There was another "Bernie Madoff Auction" in Syracuse, New York on Monday -- but the man running the sale couldn't guarantee that any of the items actually belonged to the disgraced financier or victims of his Ponzi scheme, prompting a spokesperson for the Better Business Bureau to call the auction itself a "scam."
Similar auctions have been held across the Eastern U.S., most, like the Syracuse auction, arranged by Atlanta-based Southern Star Auctioneers and affiliated companies.
"If a business advertises itself as a 'Bernie Madoff Auction,' but doesn't have any Bernie Madoff items, then I would call that a scam," Alison Southwick, national media relations manager for the Better Business Bureau, told ABC News.
According to Southern Star's John Schmidt, manager of the Syracuse auction, his company works with Madoff victims who are looking to liquidate their belongings. "They'll bring us their items that they have purchased and say, 'Well, I need to get some money back because I got screwed over in the Bernie Madoff scandal, can you help me?'" Schmidt told Syracuse ABC affiliate WSYR-TV.
But Schmidt couldn't name one item at the sale that belonged to Madoff or his victims. According to Schmidt, his firm is unable to provide such information because it doesn't do an inventory after every sale.
Schmidt told WSYR that to ensure the Madoff items are legitimate, his company requires the seller to sign a document verifying their authenticity. But Schmidt could not produce an example of such a document in Syracuse, saying he did not have one with him.
During and after the auction, which lasted from 11 a.m. to 2 p.m., a reporter for WSYR asked several attendees if there had been any Madoff-related items for sale, or if the auctioneer had indicated that any of the items came from Madoff victims. No one reported seeing or hearing about any such items.
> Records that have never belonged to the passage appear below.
//! Shared `TopEnd` test doubles for integration tests.

use std::collections::HashMap;
use std::fs;
use std::path::PathBuf;

use tempfile::TempDir;

use voltcore::ltt::LttBlock;
use voltcore::topend::{LttBlockId, ProgressDecision};
use voltcore::{CoreError, Result, TopEnd};

/// An in-memory stand-in for the host runtime. Export/DR buffers are
/// recorded for inspection instead of being shipped anywhere; large temp
/// table blocks are stored in a plain map, mirroring what a real host would
/// do against a spill file.
#[derive(Default)]
pub struct TestTopEnd {
    pub exported_tables: HashMap<i32, Vec<(String, Vec<u8>)>>,
    pub dr_buffers: Vec<(i32, Vec<u8>)>,
    pub stored_blocks: HashMap<LttBlockId, Vec<u8>>,
    pub next_dr_sequence: i64,
}

impl TestTopEnd {
    pub fn new() -> Self {
        Self::default()
    }
}

impl TopEnd for TestTopEnd {
    fn load_next_dependency(&mut self, _dep_id: i32, _dest: &mut Vec<u8>) -> Result<bool> {
        Ok(false)
    }

    fn fragment_progress_update(
        &mut self,
        _batch_index: i32,
        _node_type: &str,
        _tuples_processed: i64,
        _current_mem_bytes: i64,
        _peak_mem_bytes: i64,
    ) -> ProgressDecision {
        ProgressDecision::ContinueAfter(1_000_000)
    }

    fn plan_for_fragment_id(&mut self, _fragment_id: i64) -> Vec<u8> {
        Vec::new()
    }

    fn push_export_buffer(&mut self, partition_id: i32, table_name: &str, block: Vec<u8>) -> Result<()> {
        self.exported_tables
            .entry(partition_id)
            .or_default()
            .push((table_name.to_string(), block));
        Ok(())
    }

    fn push_dr_buffer(&mut self, partition_id: i32, block: Vec<u8>) -> Result<i64> {
        self.dr_buffers.push((partition_id, block));
        self.next_dr_sequence += 1;
        Ok(self.next_dr_sequence)
    }

    fn store_large_temp_table_block(&mut self, block: &LttBlock) -> Result<bool> {
        self.stored_blocks.insert(block.id(), block.raw_bytes()?.to_vec());
        Ok(true)
    }

    fn load_large_temp_table_block(&mut self, block_id: LttBlockId) -> Result<Option<Vec<u8>>> {
        Ok(self.stored_blocks.get(&block_id).cloned())
    }

    fn release_large_temp_table_block(&mut self, block_id: LttBlockId) -> Result<bool> {
        if self.stored_blocks.remove(&block_id).is_none() {
            return Err(CoreError::not_found(format!("no stored copy of block {}", block_id)));
        }
        Ok(true)
    }
}

/// A `TopEnd` whose large-temp-table store/load/release calls actually hit
/// the filesystem, for tests that need to exercise the spill-to-disk path
/// rather than just a `HashMap` standing in for it. Each block is written to
/// its own file under a scratch directory that's removed when the `TempDir`
/// drops.
pub struct SpillFileTopEnd {
    dir: TempDir,
}

impl SpillFileTopEnd {
    pub fn new() -> Self {
        Self {
            dir: TempDir::new().expect("failed to create scratch spill directory"),
        }
    }

    fn path_for(&self, block_id: LttBlockId) -> PathBuf {
        self.dir.path().join(format!("block-{}.bin", block_id))
    }
}

impl TopEnd for SpillFileTopEnd {
    fn load_next_dependency(&mut self, _dep_id: i32, _dest: &mut Vec<u8>) -> Result<bool> {
        Ok(false)
    }

    fn fragment_progress_update(
        &mut self,
        _batch_index: i32,
        _node_type: &str,
        _tuples_processed: i64,
        _current_mem_bytes: i64,
        _peak_mem_bytes: i64,
    ) -> ProgressDecision {
        ProgressDecision::ContinueAfter(1_000_000)
    }

    fn plan_for_fragment_id(&mut self, _fragment_id: i64) -> Vec<u8> {
        Vec::new()
    }

    fn push_export_buffer(&mut self, _partition_id: i32, _table_name: &str, _block: Vec<u8>) -> Result<()> {
        Ok(())
    }

    fn push_dr_buffer(&mut self, _partition_id: i32, _block: Vec<u8>) -> Result<i64> {
        Ok(0)
    }

    fn store_large_temp_table_block(&mut self, block: &LttBlock) -> Result<bool> {
        fs::write(self.path_for(block.id()), block.raw_bytes()?)
            .map_err(|e| CoreError::top_end(format!("spill write failed: {}", e)))?;
        Ok(true)
    }

    fn load_large_temp_table_block(&mut self, block_id: LttBlockId) -> Result<Option<Vec<u8>>> {
        match fs::read(self.path_for(block_id)) {
            Ok(bytes) => Ok(Some(bytes)),
            Err(e) if e.kind() == std::io::ErrorKind::NotFound => Ok(None),
            Err(e) => Err(CoreError::top_end(format!("spill read failed: {}", e))),
        }
    }

    fn release_large_temp_table_block(&mut self, block_id: LttBlockId) -> Result<bool> {
        match fs::remove_file(self.path_for(block_id)) {
            Ok(()) => Ok(true),
            Err(e) if e.kind() == std::io::ErrorKind::NotFound => {
                Err(CoreError::not_found(format!("no stored copy of block {}", block_id)))
            }
            Err(e) => Err(CoreError::top_end(format!("spill remove failed: {}", e))),
        }
    }
}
WSYR reported that the New York Attorney General's office is looking into the auctions, and that investigators had attended the auction.
Similar Madoff auctions were held in Memphis, Tennessee on Saturday, and in Nashville on Sunday. Schmidt told WSYR that he had held an auction in Pennsylvania last week.
In the cities where its "Bernie Madoff" auctions are held, Southern Star typically takes out advertisements in local newspapers with the heading "Bernie Madoff Auction." The ads are stickers slapped on the front page of the paper, and include the claim that the auction is "Due to the Losses Caused by Bernie Madoff," as well as a list of the luxury items for sale, like artwork by Peter Max, Salvador Dali, and Norman Rockwell, Rolex watches and other "flashy items."
The language of the sticker affixed to the Syracuse Post-Standard says, in garbled English, that the items were "duly instructed by Millionaire's estate as well as other prominent traders" and says "Seized assets and general order merchandise will be auctioned off to the highest bidder to recover losses from Ponzi scheme." At the bottom, however, in fine print, it notes "Items available for sale did not belong to Bernie Madoff."
"The fine print doesn't always get you off the hook," said Southwick. "If enough people are getting misled, the fine print is too fine."